BGA programme geared towards developing junior golfers
The relaunch of the Bermuda Golf Association’s junior programme has proven to be a big hit.
The initiative involves nearly one hundred boys and girls, as young as five-years-old, who are being taught the fundamentals of the sport at weekly sessions held at Port Royal Golf Course and Ocean View Golf Course.
“We have 95 enrolled so on a weekly basis we have anywhere from 60 plus children coming through on Fridays and Saturdays,” Ebonie Cox, the BGA golf development officer, told The Royal Gazette.
Fridays have been set aside for novice players aged 5 to7 and Saturday for more advanced players eight and older, which make up the largest group.
Cox said the programme is designed to groom well-rounded athletes and not just golfers.
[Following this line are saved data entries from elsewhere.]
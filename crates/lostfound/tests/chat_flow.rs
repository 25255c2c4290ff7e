//! Chat screens driven against the SQLite backend and its push channel.

use std::sync::Arc;

use lostfound::backend::Backend;
use lostfound::messaging::{ChatScreen, SyncState};

mod common;
use common::{marketplace, send, wait_until_read};

fn contents(chat: &ChatScreen) -> Vec<&str> {
    chat.messages()
        .iter()
        .filter_map(|message| message.content.as_deref())
        .collect()
}

#[tokio::test]
async fn test_open_loads_history_and_marks_read() {
    let backend = marketplace().await;
    send(&backend, "ann", "me", "Found a keyring near the park").await;
    send(&backend, "me", "ann", "Is it blue?").await;
    send(&backend, "ann", "me", "Yes, with a bottle opener").await;

    let mut chat = ChatScreen::new(backend.clone(), "me");
    chat.open("ann").await;

    assert_eq!(
        contents(&chat),
        vec![
            "Found a keyring near the park",
            "Is it blue?",
            "Yes, with a bottle opener"
        ]
    );
    assert_eq!(chat.sync_state(), SyncState::Active);
    assert!(wait_until_read(&backend, "me", "ann").await);
    assert_eq!(backend.mark_read("me", "ann").await.unwrap(), 0);

    chat.close().await;
    assert_eq!(backend.hub().subscriber_count(), 0);
}

#[tokio::test]
async fn test_live_message_is_appended_and_acknowledged() {
    let backend = marketplace().await;
    let mut chat = ChatScreen::new(backend.clone(), "me");
    chat.open("ann").await;
    assert!(chat.messages().is_empty());

    let sent = send(&backend, "ann", "me", "I think I found your keys").await;
    let update = chat.next_update().await.unwrap();

    assert_eq!(update.message().id, sent.id);
    assert_eq!(chat.messages().len(), 1);
    assert!(chat.messages()[0].read);
    assert!(wait_until_read(&backend, "me", "ann").await);
}

#[tokio::test]
async fn test_two_screens_exchange_messages() {
    let backend = marketplace().await;
    let mut mine = ChatScreen::new(backend.clone(), "me");
    let mut theirs = ChatScreen::new(backend.clone(), "ann");
    mine.open("ann").await;
    theirs.open("me").await;

    mine.set_draft("Is it the blue keyring?");
    let sent = mine.send(Some("keys-1".to_string()), None).await.unwrap();
    assert_eq!(mine.draft(), "");
    assert_eq!(sent.item_id.as_deref(), Some("keys-1"));

    // The push echo of our own message is dropped as a duplicate.
    assert_eq!(mine.next_update().await.unwrap().message().id, sent.id);
    assert_eq!(mine.messages().len(), 1);

    assert_eq!(theirs.next_update().await.unwrap().message().id, sent.id);
    assert_eq!(contents(&theirs), vec!["Is it the blue keyring?"]);
    assert!(wait_until_read(&backend, "ann", "me").await);
}

#[tokio::test]
async fn test_events_before_load_converge() {
    let backend = marketplace().await;
    send(&backend, "ann", "me", "older").await;

    let mut chat = ChatScreen::new(backend.clone(), "me");
    let request = chat.focus("ann").await;
    send(&backend, "ann", "me", "newer").await;

    let outcome = request.execute(backend.clone()).await;
    assert!(chat.apply_load(outcome).await);
    assert_eq!(chat.drain_updates().await, 1);

    assert_eq!(contents(&chat), vec!["older", "newer"]);
}

#[tokio::test]
async fn test_pair_change_discards_stale_history() {
    let backend = marketplace().await;
    send(&backend, "ann", "me", "from ann").await;
    send(&backend, "ben", "me", "from ben").await;

    let mut chat = ChatScreen::new(backend.clone(), "me");
    let first = chat.focus("ann").await;
    let second = chat.focus("ben").await;

    let shared: Arc<dyn Backend> = backend.clone();
    let stale = tokio::spawn(first.execute(Arc::clone(&shared)));
    let fresh = second.execute(shared).await;

    assert!(chat.apply_load(fresh).await);
    assert!(!chat.apply_load(stale.await.unwrap()).await);
    assert_eq!(contents(&chat), vec!["from ben"]);
    assert_eq!(backend.hub().subscriber_count(), 1);
}

#[tokio::test]
async fn test_photo_only_message() {
    let backend = marketplace().await;
    let mut chat = ChatScreen::new(backend.clone(), "me");
    chat.open("ben").await;

    let sent = chat
        .send(None, Some("https://cdn.example/keys.jpg".to_string()))
        .await
        .unwrap();
    assert!(sent.content.is_none());
    assert_eq!(sent.preview(), "Photo");
}
//! Shared setup for the messaging integration tests.

#![allow(dead_code)]

use std::sync::Arc;
use std::time::Duration;

use lostfound::backend::{Backend, ItemKind, PushHub, SqliteBackend};
use lostfound::protocol::{ItemSummary, Message, NewMessage, UserProfile};

/// In-memory database with three users and one lost-item listing.
pub async fn marketplace() -> Arc<SqliteBackend> {
    let backend = SqliteBackend::in_memory(Arc::new(PushHub::default()))
        .await
        .unwrap();

    for (id, name) in [("me", "Morgan"), ("ann", "Ann"), ("ben", "Ben")] {
        backend
            .upsert_user(&UserProfile::new(id, name))
            .await
            .unwrap();
    }
    backend
        .upsert_item(&ItemSummary::new("keys-1", "Blue keyring"), "me", ItemKind::Lost)
        .await
        .unwrap();

    Arc::new(backend)
}

pub async fn send(backend: &SqliteBackend, from: &str, to: &str, text: &str) -> Message {
    backend
        .send_message(NewMessage::text(from, to, text))
        .await
        .unwrap()
}

/// Wait until every message from `sender` to `receiver` is read in the
/// database. Read acknowledgements run on spawned tasks.
pub async fn wait_until_read(backend: &SqliteBackend, receiver: &str, sender: &str) -> bool {
    for _ in 0..50 {
        let history = backend.fetch_messages(receiver, sender, 100).await.unwrap();
        if history
            .iter()
            .filter(|message| message.sender_id == sender)
            .all(|message| message.read)
        {
            return true;
        }
        tokio::time::sleep(Duration::from_millis(10)).await;
    }
    false
}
“They will learn the theory, terminology, rules, etiquette and then we also add some life skills where it pertains to golf, but it will be things that they can use outside,” she added.
“Last term we did respect, which is a big one for golfers and then just in life in general. We try to make them complete athletes rather than just golfers, so we are tuned in to everything. Most of our drills incorporate multiple skills ‒ Maths, English, Spelling, Reading ‒ all of that type of stuff.”
The BGA has also launched a pilot programme in the schools, which is designed to expose even more youngsters to the sport.
“My intention, as well as the association’s, is to try and get into the public schools to get golf clubs in more hands,” Cox said. “That is the real goal right there, just to get golf clubs in more hands at a younger age.”
The association’s ultimate aim is to restore its junior programme to its former glory. They also hope to see the island represented at more international youth tournaments, while improving in the areas of diversity and inclusion in the sport.
“In the past, junior golf has been a big thing, so my intention is to try and get us back to where we once were, to get children exposed and eventually travelling and representing the island again at junior level,” Cox said.
“The plan now is to get a pool of players who will be eligible to represent Bermuda and on the flip side, something that is dear to me, is exposing parts of our community that wouldn’t necessarily be exposed regularly.
“We are just trying to expose as many people as we can and want to be able to show that anybody can pick up golf no matter your background or any of that.”
Cox is passionate about her role and thrilled to have been granted the opportunity to put something back into a sport which she has benefited from in so many ways.
“The trickle down affect for me goes way deeper for what golf has done for me just in what I have been through,” she said.
“It’s taken me all over the world and gotten me through school. It’s also got me through some of the hardest times, so I just want people to understand that it’s not just a sport. It’s a tool that I have used to get through many situations in life.”